Location: Scottsdale
2,074 posts, read 1,645,949 times
Reputation: 4091
Quote:
Originally Posted by Loveshiscountry View Post
She was right as far as that time frame. That was our governments thought process. The indigenous were not thought of as people. Sub human, not people. People have rights, sub humans don't. Kill them, kidnap them into slavery. Not that big a deal to do it to savages.
I am Native American. I was actually a fan of the show in childhood. It was family oriented.
The show had "ups" and "downs" in regards to depictions of Native Americans. The first episode
I recall was a part-white grandchild of a white male resident who was caught by surprise of having a
Native American grandson. The child made friends in the town (e.g. the Ingalls) but also dealt with
horrible racism. He got into fights. The first fight was one-on-one but the Indain won. The next fight
was something like 10-to-1 and he was beaten up badly. The racism got very intense.
The Ingalls father stepped in to help. That episode stands out. It was like a adolescent, frontier
version of Billy Jack's famous fight scene set in a bigoted reservation border town a century later.

Another episode showed a tribe on the run from the 7th Calvary's Gatlin guns of the time.
The Ingalls father rode along with the posse but intervened to prevent a slaughter. I remember
episodes like that.
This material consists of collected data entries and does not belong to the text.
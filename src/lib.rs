//! Semantic front end for the CodeChat contract language.
//!
//! The external grammar-driven parser produces a tagged parse tree; this
//! crate takes that tree through the two passes that sit between parsing and
//! execution:
//!
//! 1. [`simplify`] collapses grammar noise (wrapper chains, single-statement
//!    blocks) and normalizes if-statements into a fixed then/else layout.
//! 2. [`semantic`] walks the simplified tree with a scoped symbol table,
//!    collecting diagnostics for duplicate definitions, undeclared variables
//!    and assignment type mismatches.
//!
//! A clean run hands back the simplified tree, whose [`tree::Node::pretty`]
//! rendering is the deterministic text form consumed downstream. A dirty run
//! hands back every diagnostic found; the walk never stops at the first one.

pub mod limits;
pub mod reader;
pub mod semantic;
pub mod simplify;
pub mod tree;

pub use semantic::{SemanticAnalyzer, SemanticError};
pub use simplify::simplify;
pub use tree::{Child, Node, NodeKind, Token, TokenKind};

use tracing::debug;

/// Runs the full front end over one parse tree: simplify, then analyze.
///
/// Returns the simplified tree when analysis finds nothing; otherwise
/// returns the diagnostics, in walk order. Each call is self-contained and
/// leaves no state behind.
pub fn run_front_end(root: &Child) -> Result<Child, Vec<SemanticError>> {
    let simplified = simplify(root);
    debug!("parse tree simplified");

    match SemanticAnalyzer::new().analyze(&simplified) {
        Ok(()) => {
            debug!("analysis clean");
            Ok(simplified)
        }
        Err(errors) => {
            debug!(count = errors.len(), "analysis produced diagnostics");
            Err(errors)
        }
    }
}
I could tell they tried to make that scene very authentic.
They were positive - humane and helpful to local indigenous people caught up in conflict.

There were other episodes that were blatantly racist. One showed Indians as savages tearing up the
pillows in front of the white women. Another showed a child in a buffalo head dress trying to catch up
with a stagecoach - a very negative, comical caricature. That episode was probably the worst one for
negative stereotypes.

I used to watch the show with my sisters. We took it in stride with the "ups" and "downs" and
generally enjoyed the family focus of the series. Compared to other TV shows, the treatment of
indigenous people was actually relatively progressive and positive - not perfect with some episodes
being very bad but balanced by other very good episodes.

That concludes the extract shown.